For years, the western banks of the Schuylkill River were a strange dead zone in Philadelphia. Aside from 30th Street Station and a large regional Post Office HQ, the area was really just a series of ghostly streets, ugly bridges and graffitied overpasses. With the University of Pennsylvania and Drexel University to the west, the skyscrapers of Center City to the east, and entrances to major highways, the area was extraordinarily underutilized.
Oh how times have changed. First came the Left Bank in 2001, a warehouse at 32nd and Chestnut Streets converted into 20,000 square feet of retail space and 100,000 square feet of office space. A year later Brandywine Realty Trust announced plans for Cira Centre, a 29-story, 437-foot skyscraper with 731,852 square feet of floor space. Soon techies were playing Tetris on the side of the building and it was featured in the Philly classic Rocky Balboa. (Every Rocky movie is a classic in Philly. Don’t come at me.)
Cira Centre was a major sign that the Philadelphia skyline was changing—and office rents across the Schuylkill River began demanding more money than those in “traditional” Center City. Over the years, University City continued its rise with Penn and Drexel expanding, and activity seemingly everywhere. By 2016, the FMC Tower was completed. It’s a 49-story, 861,000-square-foot mixed-use tower with 622,000 square feet of office space, 268 residential units and suites, and 10,000 square feet of retail space. It’s the second-youngest skyscraper in town (The newest and tallest is the Comcast Technology Center which opened this year). If there was any doubt that Philly’s building boom had headed west, the FMC Tower put that to rest in a powerful way.

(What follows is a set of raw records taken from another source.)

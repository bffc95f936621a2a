use serde::{Deserialize, Serialize};
use std::time::Duration;

/// Default device address, the access-point address the sample firmware uses.
pub const DEFAULT_HOST: &str = "192.168.4.1";

/// Default device port.
pub const DEFAULT_PORT: u16 = 80;

/// Configuration for a streamscope session.
///
/// Holds the endpoint, connection bound, and presentation options. Use the
/// builder methods to customize individual fields.
///
/// # Examples
///
/// ## Connecting to the default device
///
/// ```
/// use streamscope::Config;
///
/// let config = Config::default();
/// assert_eq!(config.endpoint(), "192.168.4.1:80");
/// ```
///
/// ## Custom endpoint and timeout
///
/// ```
/// use streamscope::Config;
/// use std::time::Duration;
///
/// let config = Config::new("10.0.0.7".to_string(), 8080)
///     .with_connect_timeout(Duration::from_secs(2))
///     .with_plot(false);
///
/// assert_eq!(config.endpoint(), "10.0.0.7:8080");
/// assert_eq!(config.connect_timeout, Duration::from_secs(2));
/// assert!(!config.plot);
/// ```
#[derive(Debug, Clone, Serialize, Deserialize)]
pub struct Config {
    /// Device address to connect to
    pub host: String,

    /// Device port
    pub port: u16,

    /// Bound on the initial connection attempt
    pub connect_timeout: Duration,

    /// Largest number of bytes requested from the socket per receive call
    pub recv_chunk: usize,

    /// Render the live plot
    pub plot: bool,

    /// Plot width in terminal columns
    pub plot_width: usize,

    /// Plot height in terminal rows
    pub plot_height: usize,

    /// Print the final session summary as JSON
    pub json: bool,
}

impl Default for Config {
    fn default() -> Self {
        Self {
            host: DEFAULT_HOST.to_string(),
            port: DEFAULT_PORT,
            connect_timeout: Duration::from_secs(5),
            recv_chunk: 4096,
            plot: true,
            plot_width: 72,
            plot_height: 16,
            json: false,
        }
    }
}

impl Config {
    /// Creates a configuration for the given device endpoint.
    ///
    /// All other fields start at their defaults.
    ///
    /// # Examples
    ///
    /// ```
    /// use streamscope::Config;
    ///
    /// let config = Config::new("192.168.4.1".to_string(), 80);
    /// assert_eq!(config.port, 80);
    /// ```
    pub fn new(host: String, port: u16) -> Self {
        Self {
            host,
            port,
            ..Default::default()
        }
    }

    /// The `host:port` string used for the connection attempt.
    pub fn endpoint(&self) -> String {
        format!("{}:{}", self.host, self.port)
    }

    /// Sets the bound on the initial connection attempt.
    pub fn with_connect_timeout(mut self, timeout: Duration) -> Self {
        self.connect_timeout = timeout;
        self
    }

    /// Sets the largest number of bytes requested per receive call.
    ///
    /// Values are clamped to `1..=PACKET_SIZE` by the reader.
    pub fn with_recv_chunk(mut self, recv_chunk: usize) -> Self {
        self.recv_chunk = recv_chunk;
        self
    }

    /// Enables or disables the live plot.
    ///
    /// With the plot disabled the per-frame report lines are still printed.
    pub fn with_plot(mut self, plot: bool) -> Self {
        self.plot = plot;
        self
    }

    /// Sets the plot dimensions in terminal cells.
    pub fn with_plot_size(mut self, width: usize, height: usize) -> Self {
        self.plot_width = width;
        self.plot_height = height;
        self
    }

    /// Enables or disables the JSON session summary.
    pub fn with_json(mut self, json: bool) -> Self {
        self.json = json;
        self
    }
}
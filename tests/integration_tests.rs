use std::time::Duration;
use streamscope::{Config, Frame, FrameStats, StatsCollector, BUFFER_SIZE, PACKET_SIZE};

// Full end-to-end runs live in async_error_tests and callback_tests; these
// cover configuration and the arithmetic the reports rely on.

#[test]
fn test_config_builder() {
    let config = Config::new("192.168.4.1".to_string(), 80)
        .with_connect_timeout(Duration::from_secs(5))
        .with_recv_chunk(4096)
        .with_plot(true)
        .with_plot_size(80, 20)
        .with_json(true);

    assert_eq!(config.endpoint(), "192.168.4.1:80");
    assert_eq!(config.connect_timeout, Duration::from_secs(5));
    assert_eq!(config.recv_chunk, 4096);
    assert!(config.plot);
    assert_eq!(config.plot_width, 80);
    assert_eq!(config.plot_height, 20);
    assert!(config.json);
}

#[test]
fn test_wire_constants() {
    assert_eq!(BUFFER_SIZE, 16384);
    assert_eq!(PACKET_SIZE, 32768);
    assert_eq!(PACKET_SIZE, BUFFER_SIZE * 2);
}

#[test]
fn test_bandwidth_computation() {
    let stats = FrameStats {
        index: 0,
        bytes: PACKET_SIZE,
        elapsed: Duration::from_secs(1),
    };

    // 32768 bytes in exactly one second
    assert_eq!(stats.mib_per_sec(), 32768.0 / 1_048_576.0);
    assert_eq!(stats.mib_per_sec(), 0.03125);
}

#[test]
fn test_decode_known_pattern() {
    let mut bytes = Vec::with_capacity(PACKET_SIZE);
    for _ in 0..BUFFER_SIZE {
        bytes.extend_from_slice(&[0x00, 0x01]);
    }

    let frame = Frame::decode(&bytes).unwrap();
    assert_eq!(frame.samples().len(), BUFFER_SIZE);
    assert!(frame.samples().iter().all(|&v| v == 256));
}

#[test]
fn test_session_totals() {
    let collector = StatsCollector::new();

    for index in 0..3 {
        collector.record_frame(
            &FrameStats {
                index,
                bytes: PACKET_SIZE,
                elapsed: Duration::from_millis(250),
            },
            0,
            4095,
        );
    }

    let totals = collector.get();
    assert_eq!(totals.frames, 3);
    assert_eq!(totals.total_bytes, 3 * PACKET_SIZE as u64);
    assert_eq!(totals.total_elapsed, Duration::from_millis(750));
    assert_eq!(totals.min_sample, Some(0));
    assert_eq!(totals.max_sample, Some(4095));
}

#[test]
fn test_session_summary_serializes() {
    let collector = StatsCollector::new();
    collector.record_frame(
        &FrameStats {
            index: 0,
            bytes: PACKET_SIZE,
            elapsed: Duration::from_secs(1),
        },
        12,
        3400,
    );

    let value = serde_json::to_value(collector.get()).unwrap();
    assert_eq!(value["frames"], 1);
    assert_eq!(value["total_bytes"], PACKET_SIZE as u64);
    assert_eq!(value["min_sample"], 12);
    assert_eq!(value["max_sample"], 3400);
}
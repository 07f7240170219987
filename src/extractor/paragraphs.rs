//! Paragraph cascade.
//!
//! Three strategies run against the selected container, each stricter one
//! first. A looser strategy only engages while the collected sequence is
//! still sparse, and it appends to the sequence rather than replacing it.
//!
//! 1. `Primary`: headings and paragraphs longer than `min_primary_len`.
//! 2. `Blocks`: divs longer than `min_fallback_len`, deduplicated.
//! 3. `TextNodes`: bare text nodes longer than `min_fallback_len`, deduplicated.

use std::fmt;

use dom_query::{NodeRef, Selection};
use tracing::debug;

use super::tags::{is_one_of, BLOCK_TAGS, NON_CONTENT_TEXT_PARENTS, PRIMARY_TAGS};
use crate::dom;
use crate::options::Options;
use crate::selector::query_all;

/// Extraction strategy, in order of decreasing precision.
#[derive(Debug, Clone, Copy, PartialEq, Eq)]
pub enum Strategy {
    Primary,
    Blocks,
    TextNodes,
}

impl fmt::Display for Strategy {
    fn fmt(&self, f: &mut fmt::Formatter<'_>) -> fmt::Result {
        let name = match self {
            Strategy::Primary => "primary",
            Strategy::Blocks => "blocks",
            Strategy::TextNodes => "text-nodes",
        };
        f.write_str(name)
    }
}

/// Accumulates paragraphs across strategies.
struct Collector<'o> {
    options: &'o Options,
    paragraphs: Vec<String>,
}

impl<'o> Collector<'o> {
    fn new(options: &'o Options) -> Self {
        Self {
            options,
            paragraphs: Vec::new(),
        }
    }

    fn is_sparse(&self) -> bool {
        self.paragraphs.len() <= self.options.sparse_threshold
    }

    /// Keep `text` if it is long enough; fallback strategies also dedupe.
    fn offer(&mut self, text: &str, strategy: Strategy) -> bool {
        let text = text.trim();
        let min_len = match strategy {
            Strategy::Primary => self.options.min_primary_len,
            Strategy::Blocks | Strategy::TextNodes => self.options.min_fallback_len,
        };
        if text.chars().count() <= min_len {
            return false;
        }
        if strategy != Strategy::Primary && self.options.dedupe.is_duplicate(text, &self.paragraphs)
        {
            return false;
        }
        self.paragraphs.push(text.to_string());
        true
    }

    fn run(&mut self, container: &Selection, strategy: Strategy) {
        let before = self.paragraphs.len();
        match strategy {
            Strategy::Primary => self.elements(container, PRIMARY_TAGS, strategy),
            Strategy::Blocks => self.elements(container, BLOCK_TAGS, strategy),
            Strategy::TextNodes => self.text_nodes(container),
        }
        debug!(
            strategy = %strategy,
            added = self.paragraphs.len() - before,
            total = self.paragraphs.len(),
            "paragraph strategy finished"
        );
    }

    fn elements(&mut self, container: &Selection, tags: &[&str], strategy: Strategy) {
        let options = self.options;
        let exclusions = &options.exclusions;
        let candidates = query_all(container, |node| {
            dom::node_tag(node).is_some_and(|tag| is_one_of(&tag, tags))
        });

        for node in candidates {
            if exclusions.excludes(&node) {
                continue;
            }
            self.offer(&node.text(), strategy);
        }
    }

    fn text_nodes(&mut self, container: &Selection) {
        let Some(root) = container.nodes().first().copied() else {
            return;
        };

        for node in root.descendants() {
            if !node.is_text() || has_non_content_parent(&node) {
                continue;
            }
            self.offer(&node.text(), Strategy::TextNodes);
        }
    }
}

fn has_non_content_parent(node: &NodeRef) -> bool {
    node.parent()
        .and_then(|parent| dom::node_tag(&parent))
        .is_some_and(|tag| is_one_of(&tag, NON_CONTENT_TEXT_PARENTS))
}

/// Run the cascade over a container and return paragraphs in order.
#[must_use]
pub fn collect_paragraphs(container: &Selection, options: &Options) -> Vec<String> {
    let mut collector = Collector::new(options);

    collector.run(container, Strategy::Primary);
    for strategy in [Strategy::Blocks, Strategy::TextNodes] {
        if !collector.is_sparse() {
            break;
        }
        collector.run(container, strategy);
    }

    collector.paragraphs
}
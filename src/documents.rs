//! Plain text extraction from uploaded documents.
//!
//! Supports PDF, DOCX and UTF-8 text. The format comes from the file
//! extension when there is one, otherwise from the leading magic bytes.

use std::fmt;
use std::io::{Cursor, Read};
use std::path::Path;
use std::str::FromStr;

use quick_xml::events::Event;
use quick_xml::Reader;
use tracing::debug;
use zip::ZipArchive;

use crate::error::{Error, Result};

const PDF_MAGIC: &[u8] = b"%PDF";
const ZIP_MAGIC: &[u8] = b"PK\x03\x04";
const UTF8_BOM: &str = "\u{FEFF}";

/// Body part of a DOCX package.
const DOCX_BODY: &str = "word/document.xml";

/// Document formats we can read text from.
#[derive(Debug, Clone, Copy, PartialEq, Eq, Hash)]
pub enum DocumentFormat {
    Pdf,
    Docx,
    Text,
}

impl DocumentFormat {
    /// Format implied by a file extension (case-insensitive).
    #[must_use]
    pub fn from_path(path: &Path) -> Option<Self> {
        let ext = path.extension()?.to_str()?;
        ext.parse().ok()
    }

    /// Format implied by leading bytes. Anything that is neither PDF nor a
    /// zip container but is valid UTF-8 counts as text.
    #[must_use]
    pub fn sniff(bytes: &[u8]) -> Option<Self> {
        if bytes.starts_with(PDF_MAGIC) {
            Some(Self::Pdf)
        } else if bytes.starts_with(ZIP_MAGIC) {
            Some(Self::Docx)
        } else if std::str::from_utf8(bytes).is_ok() {
            Some(Self::Text)
        } else {
            None
        }
    }

    /// Extension first, then content.
    pub fn detect(path: &Path, bytes: &[u8]) -> Result<Self> {
        Self::from_path(path)
            .or_else(|| Self::sniff(bytes))
            .ok_or_else(|| Error::UnsupportedDocument(path.display().to_string()))
    }
}

impl FromStr for DocumentFormat {
    type Err = Error;

    fn from_str(s: &str) -> Result<Self> {
        match s.trim().to_ascii_lowercase().as_str() {
            "pdf" => Ok(Self::Pdf),
            "docx" => Ok(Self::Docx),
            "txt" | "text" => Ok(Self::Text),
            other => Err(Error::UnsupportedDocument(other.to_string())),
        }
    }
}

impl fmt::Display for DocumentFormat {
    fn fmt(&self, f: &mut fmt::Formatter<'_>) -> fmt::Result {
        f.write_str(match self {
            Self::Pdf => "pdf",
            Self::Docx => "docx",
            Self::Text => "txt",
        })
    }
}

/// Extract the text of a document.
pub fn extract_text(bytes: &[u8], format: DocumentFormat) -> Result<String> {
    debug!(%format, bytes = bytes.len(), "extracting document text");
    match format {
        DocumentFormat::Pdf => pdf_text(bytes),
        DocumentFormat::Docx => docx_text(bytes),
        DocumentFormat::Text => plain_text(bytes),
    }
}

/// Read a file and extract its text, detecting the format.
pub fn extract_file(path: &Path, format: Option<DocumentFormat>) -> Result<String> {
    let bytes = std::fs::read(path).map_err(|e| Error::Document(format!("{}: {e}", path.display())))?;
    let format = match format {
        Some(format) => format,
        None => DocumentFormat::detect(path, &bytes)?,
    };
    extract_text(&bytes, format)
}

fn pdf_text(bytes: &[u8]) -> Result<String> {
    pdf_extract::extract_text_from_mem(bytes).map_err(|e| Error::Document(format!("pdf: {e}")))
}

fn plain_text(bytes: &[u8]) -> Result<String> {
    let text = std::str::from_utf8(bytes).map_err(|e| Error::Document(format!("text: {e}")))?;
    Ok(text.strip_prefix(UTF8_BOM).unwrap_or(text).to_string())
}

fn docx_text(bytes: &[u8]) -> Result<String> {
    let mut archive =
        ZipArchive::new(Cursor::new(bytes)).map_err(|e| Error::Document(format!("docx: {e}")))?;
    let mut xml = String::new();
    archive
        .by_name(DOCX_BODY)
        .map_err(|e| Error::Document(format!("docx: {DOCX_BODY}: {e}")))?
        .read_to_string(&mut xml)
        .map_err(|e| Error::Document(format!("docx: {e}")))?;
    docx_body_text(&xml)
}

/// Text of a WordprocessingML body: runs joined, one line per paragraph.
fn docx_body_text(xml: &str) -> Result<String> {
    let mut reader = Reader::from_str(xml);
    reader.trim_text(false);

    let mut out = String::new();
    let mut in_text = false;

    loop {
        match reader.read_event() {
            Ok(Event::Start(e)) => {
                if e.local_name().as_ref() == b"t" {
                    in_text = true;
                }
            }
            Ok(Event::End(e)) => match e.local_name().as_ref() {
                b"t" => in_text = false,
                b"p" => out.push('\n'),
                _ => {}
            },
            Ok(Event::Empty(e)) => match e.local_name().as_ref() {
                b"tab" => out.push('\t'),
                b"br" | b"cr" | b"p" => out.push('\n'),
                _ => {}
            },
            Ok(Event::Text(e)) if in_text => {
                let text = e.unescape().map_err(|e| Error::Document(format!("docx: {e}")))?;
                out.push_str(&text);
            }
            Ok(Event::Eof) => break,
            Ok(_) => {}
            Err(err) => return Err(Error::Document(format!("docx: {err}"))),
        }
    }

    Ok(out)
}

I’d never been inside the FMC Tower and I wanted to see if new Philadelphia could compete with old Philadelphia. I met up with H. Jeffrey DeVuono, executive vice president and senior managing director for Pennsylvania at Brandywine Realty Trust. He took me first to the chic, modern lounge on the 28th floor, featuring a gym, 72-foot swimming pool and sky deck, all have incredible views of the city.
As I walked through the building, I realized that office amenities have forever changed. Nice-to-haves (like a gym) and never-gonna-happens (like a pool and park that overlook the city) have become major tools to recruit talented employees.
“Physical space is being recognized by HR departments and CEOs as part of recruitment and retention. Office space isn’t a commodity anymore or a cost of running your business. It’s an investment in your business,” said DeVuono. “If you get better people, they’re energized, spend more time there, communicate better, and come up with better ideas.”
Walking through the workspaces, it’s impossible not to notice the natural light, tall ceilings, and inviting mix of open spaces, desk clusters, private offices, and conference rooms. It seems to jive with expert opinion that a healthy mix of workspaces promotes collaboration while allowing people to do heads-down focus work without interruption. DeVuono even added that there’s nearly 100 percent fresh air circulating throughout the building and pointed out that there are no columns or other dead space that you pay for but can’t actually use.
“People put much more thought into workspaces today,” said DeVuono. “Ergonomics is something people started talking about in the 80s and 90s but they weren’t really talking about sunlight, fresh air, ceiling height, how offices were laid out, and the need for breakout spaces.”
Now that employers are linking workspaces to worker happiness and productivity, it’s led to a sea change not just in how spaces are designed but how employers manage talent.
As I rode home, I couldn’t help but wonder how buildings like FMC Tower are forever changing what it means to go to work. Are gyms, pools and killer views simply going to be the norm? Is that what it takes to attract the best and brightest? Perhaps.
“You almost feel like the employee is interviewing the employer,” said DeVuono. “So the employer is now taking the position of interviewing for these employees, so what’s the best face I can put on in my presentation and physical space is part of that.”